45 | I Série - Número: 051 | 22 de Fevereiro de 2007
Sr. Presidente e Srs. Deputados, quanto à segunda proposta, o papel da mediação na resolução de conflitos está a crescer nas sociedades contemporâneas, onde cada vez é mais valorizado o leve, o flexível, o informal, o amigável.
Também isso se verifica em Portugal. Um número crescente de litígios está a encontrar solução na mediação. Muitos milhares de conflitos foram já resolvidos através de recurso à mediação no âmbito dos julgados de paz, onde 30% das causas são já resolvidas desse modo, antes da fase de julgamento.
Em Dezembro, pusemos em funcionamento um sistema de mediação laboral, nascido com o apoio de todas as centrais sindicais e confederações patronais e da maior parte das empresas de referência do nosso País.
A iniciativa para a instituição de um sistema de mediação penal, que hoje aqui trazemos, surge neste contexto, beneficia já de múltiplas experiências noutros países e dá resposta a instrumentos internacionais e comunitários – Conselho da Europa (1999) e União Europeia (2001).

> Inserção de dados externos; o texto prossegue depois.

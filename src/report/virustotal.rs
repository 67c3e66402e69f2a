//! VirusTotal API v2 `file/report` responses.

use std::collections::BTreeMap;

use serde::Deserialize;

use super::{parse_vt_date, EngineDetails, EngineResult, ProviderDetails, Report};

#[derive(Debug, Deserialize)]
struct WireReport {
    response_code: i64,
    #[serde(default)]
    verbose_msg: String,
    #[serde(default)]
    resource: String,
    #[serde(default)]
    scan_id: Option<String>,
    #[serde(default)]
    md5: Option<String>,
    #[serde(default)]
    sha1: Option<String>,
    #[serde(default)]
    sha256: Option<String>,
    #[serde(default)]
    scan_date: String,
    #[serde(default)]
    permalink: String,
    #[serde(default)]
    positives: u32,
    #[serde(default)]
    total: u32,
    #[serde(default)]
    scans: BTreeMap<String, WireEngine>,
}

#[derive(Debug, Deserialize)]
struct WireEngine {
    #[serde(default)]
    detected: bool,
    #[serde(default)]
    version: Option<String>,
    #[serde(default)]
    result: Option<String>,
    #[serde(default)]
    update: Option<String>,
}

pub(crate) fn decode(body: &[u8]) -> Result<Report, serde_json::Error> {
    let wire: WireReport = serde_json::from_slice(body)?;

    let engines = wire
        .scans
        .into_iter()
        .map(|(engine, scan)| EngineResult {
            engine,
            detected: scan.detected,
            result: scan.result.unwrap_or_default(),
            details: EngineDetails::VirusTotal {
                version: scan.version.unwrap_or_default(),
                update: scan.update.unwrap_or_default(),
            },
        })
        .collect();

    Ok(Report {
        response_code: wire.response_code,
        scan_id: wire.scan_id,
        scan_time: parse_vt_date(&wire.scan_date),
        scan_date: wire.scan_date,
        positives: wire.positives,
        total: wire.total,
        engines,
        permalink: wire.permalink,
        md5: wire.md5,
        sha1: wire.sha1,
        sha256: wire.sha256,
        details: ProviderDetails::VirusTotal {
            resource: wire.resource,
            verbose_msg: wire.verbose_msg,
        },
    })
}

Acompanha, por outro lado, o movimento em curso em muitos sistemas criminais contemporâneos no sentido de valorizar o espaço da justiça restaurativa. Uma parte da criminalidade reclama a disponibilidade de instrumentos pesados e de soluções mais rígidas, mas seria socialmente contraproducente e contrário aos requisitos básicos de um direito penal liberal, estender esse programa a toda a criminalidade.
Daí que o direito penal contemporâneo tenha de promover, cada vez mais, a diferenciação das respostas e das próprias estratégias de reposição da paz social perturbada pela ocorrência dos crimes, desde o estilo não dispensável do Estado punitivo, equipado de meios pesados e contundentes, às soluções restaurativas próximas das pessoas.

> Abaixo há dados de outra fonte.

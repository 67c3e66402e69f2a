//! Run outcomes and exit codes.

use std::path::PathBuf;

use serde::Serialize;

use crate::cache::CacheError;
use crate::handler::ArchiveError;
use crate::scanner::{Interrupted, ScanError};

/// Exit codes of the scan-tool binary.
///
/// - 0: Success
/// - 1: Invalid parameter or unexpected failure
/// - 2: A file could not be read, hashed or extracted
/// - 3: The service failed or answered in an unexpected way
/// - 130: Interrupted by user (Ctrl+C)
#[derive(Debug, Clone, Copy, PartialEq, Eq, Serialize)]
pub enum ExitCode {
    /// Success: every file was processed.
    Success = 0,
    /// General error: invalid parameters or an unexpected failure.
    GeneralError = 1,
    /// File error: a file or archive could not be processed.
    FileError = 2,
    /// Scan error: the service could not be used.
    ScanError = 3,
    /// Interrupted: the run was stopped by the user (Ctrl+C).
    Interrupted = 130,
}

impl ExitCode {
    /// Get the numeric exit code.
    #[must_use]
    pub fn as_i32(self) -> i32 {
        self as i32
    }

    /// Get the machine-readable code prefix.
    #[must_use]
    pub fn code_prefix(self) -> &'static str {
        match self {
            Self::Success => "ST000",
            Self::GeneralError => "ST001",
            Self::FileError => "ST002",
            Self::ScanError => "ST003",
            Self::Interrupted => "ST130",
        }
    }
}

/// Conditions that end a scan run early.
#[derive(Debug, thiserror::Error)]
pub enum RunError {
    /// A file could not be read or hashed, or a temporary file not written.
    #[error("Cannot process {path}: {source}")]
    File {
        path: PathBuf,
        #[source]
        source: std::io::Error,
    },

    /// An archive could not be extracted.
    #[error("Cannot extract {archive}: {source}")]
    Extraction {
        archive: PathBuf,
        #[source]
        source: ArchiveError,
    },

    /// The service rejected a request the run depends on.
    #[error(transparent)]
    Scan(#[from] ScanError),

    /// The service answered with a response code outside the documented set.
    #[error("Unexpected response code {0} from the scanning service")]
    UnexpectedResponse(i64),

    /// The user asked the run to stop.
    #[error("Interrupted by user")]
    Interrupted,
}

impl From<Interrupted> for RunError {
    fn from(_: Interrupted) -> Self {
        Self::Interrupted
    }
}

impl RunError {
    /// Exit code that reports this error to the shell.
    #[must_use]
    pub fn exit_code(&self) -> ExitCode {
        match self {
            Self::File { .. } | Self::Extraction { .. } => ExitCode::FileError,
            Self::Scan(ScanError::Interrupted(_)) | Self::Interrupted => ExitCode::Interrupted,
            Self::Scan(_) | Self::UnexpectedResponse(_) => ExitCode::ScanError,
        }
    }
}

/// Structured error information for JSON output.
#[derive(Debug, Serialize)]
pub struct StructuredError {
    /// The error code (e.g., "ST002")
    pub code: String,
    /// The exit code number
    pub exit_code: i32,
    /// Human-readable error message
    pub message: String,
    /// Whether the operation was interrupted
    pub interrupted: bool,
}

impl StructuredError {
    /// Create a new structured error from an anyhow error and an exit code.
    #[must_use]
    pub fn new(err: &anyhow::Error, exit_code: ExitCode) -> Self {
        Self {
            code: exit_code.code_prefix().to_string(),
            exit_code: exit_code.as_i32(),
            message: format!("{err:#}"),
            interrupted: exit_code == ExitCode::Interrupted,
        }
    }
}

/// Exit code for an error that escaped `run_app`.
#[must_use]
pub fn exit_code_for(err: &anyhow::Error) -> ExitCode {
    if let Some(run) = err.downcast_ref::<RunError>() {
        run.exit_code()
    } else if err.downcast_ref::<CacheError>().is_some() {
        ExitCode::FileError
    } else {
        ExitCode::GeneralError
    }
}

A ideia de uma justiça restaurativa, que adquiriu grande força nas últimas décadas, pretende oferecer a alternativa de uma justiça de proximidade, mais participada e mais direccionada para a reparação das vítimas e para reinserção dos infractores.
A mediação, como instrumento dessa ideia restaurativa, é um processo informal e flexível, conduzido por um terceiro imparcial, que promove a aproximação entre o arguido e o ofendido e os apoia na tentativa de encontrar activamente um acordo que permite a reparação — não exclusiva ou necessariamente pecuniária — dos danos causados pelo crime e sirva a restauração a paz na comunidade.
A instituição de mecanismos da justiça restaurativa poderá trazer benefícios não só à vítima e ao autor do crime, que se encontram hoje em vários países identificados, como também do ponto de vista do Estado.
As vantagens públicas situam-se num papel preventivo de futuros crimes, numa justiça mais célere, mais económica, mais informal e próxima e, em particular, na libertação dos meios de investigação e dos tribunais para o combate à criminalidade mais grave.
A ideia de uma transacção entre particulares em matéria penal conduz a uma assumida e ponderada racionalização do papel do Estado no processo penal, mas não, de modo algum, a uma demissão ou um abandono.
Tal como está configurada no sistema proposto pelo Governo, a mediação está enxertada no processo penal e não é independente deste, como acontece em alguns países.
Assim, o Estado está sempre por trás, fica sempre a assegurar que o conflito é composto e só se não for, ou não puder ser composto pelas partes, é que intervém, mas não deixa de intervir.
Este sistema está assim em consonância com a ideia da ultimo ratio da pena, representando uma modernização do sistema penal no sentido de maior flexibilidade, informalidade e economia.
Ao contrário daquelas experiências em que a mediação penal está desligada do sistema formal, na proposta do Governo está previsto um importante papel para o Ministério Público, dado que é na fase do inquérito que nos situamos.
Assim, é ao Ministério Público que fica confiada a selecção dos casos em que as finalidades preventivas podem ser adequadamente prosseguidas através da mediação, a qual, obviamente, só tem lugar se a vítima concordar.
É o Ministério Público que encaminha os processos para a mediação e que determina o momento adequado para esse encaminhamento, é o Ministério Público que controla a conformidade do acordo alcançado com a lei.
Ponderados todos os contributos e argumentos, a proposta que o Governo hoje traz à Assembleia, em especial quando comparada com soluções vigentes noutros países, é sobretudo marcada pela prudência e pela vontade de dotar esta inovação de um largo suporte político e social que desde o primeiro momento favoreça a confiança.
Na delimitação dos crimes abrangidos, nesta primeira consagração da solução, opta-se por abarcara criminalidade menos grave.
O sistema proposto é aplicável apenas a crimes contra bens jurídicos individuais, a todos os crimes particulares e a certos crimes semi-públicos — crimes semi-públicos contra as pessoas ou contra o património — desde que puníveis com pena de prisão não superior a cinco anos ou com sanção diferente.
Independente da natureza do crime, estão sempre excluídos do âmbito da mediação penal os crimes sexuais, crimes de peculato, corrupção e tráfico de influência — que, obviamente, sempre estariam por se tratar de crimes contra o Estado, crimes sem vítimas como se costuma dizer — mas também os casos em que o ofendido seja menor de 18 anos ou em que o arguido seja pessoa colectiva.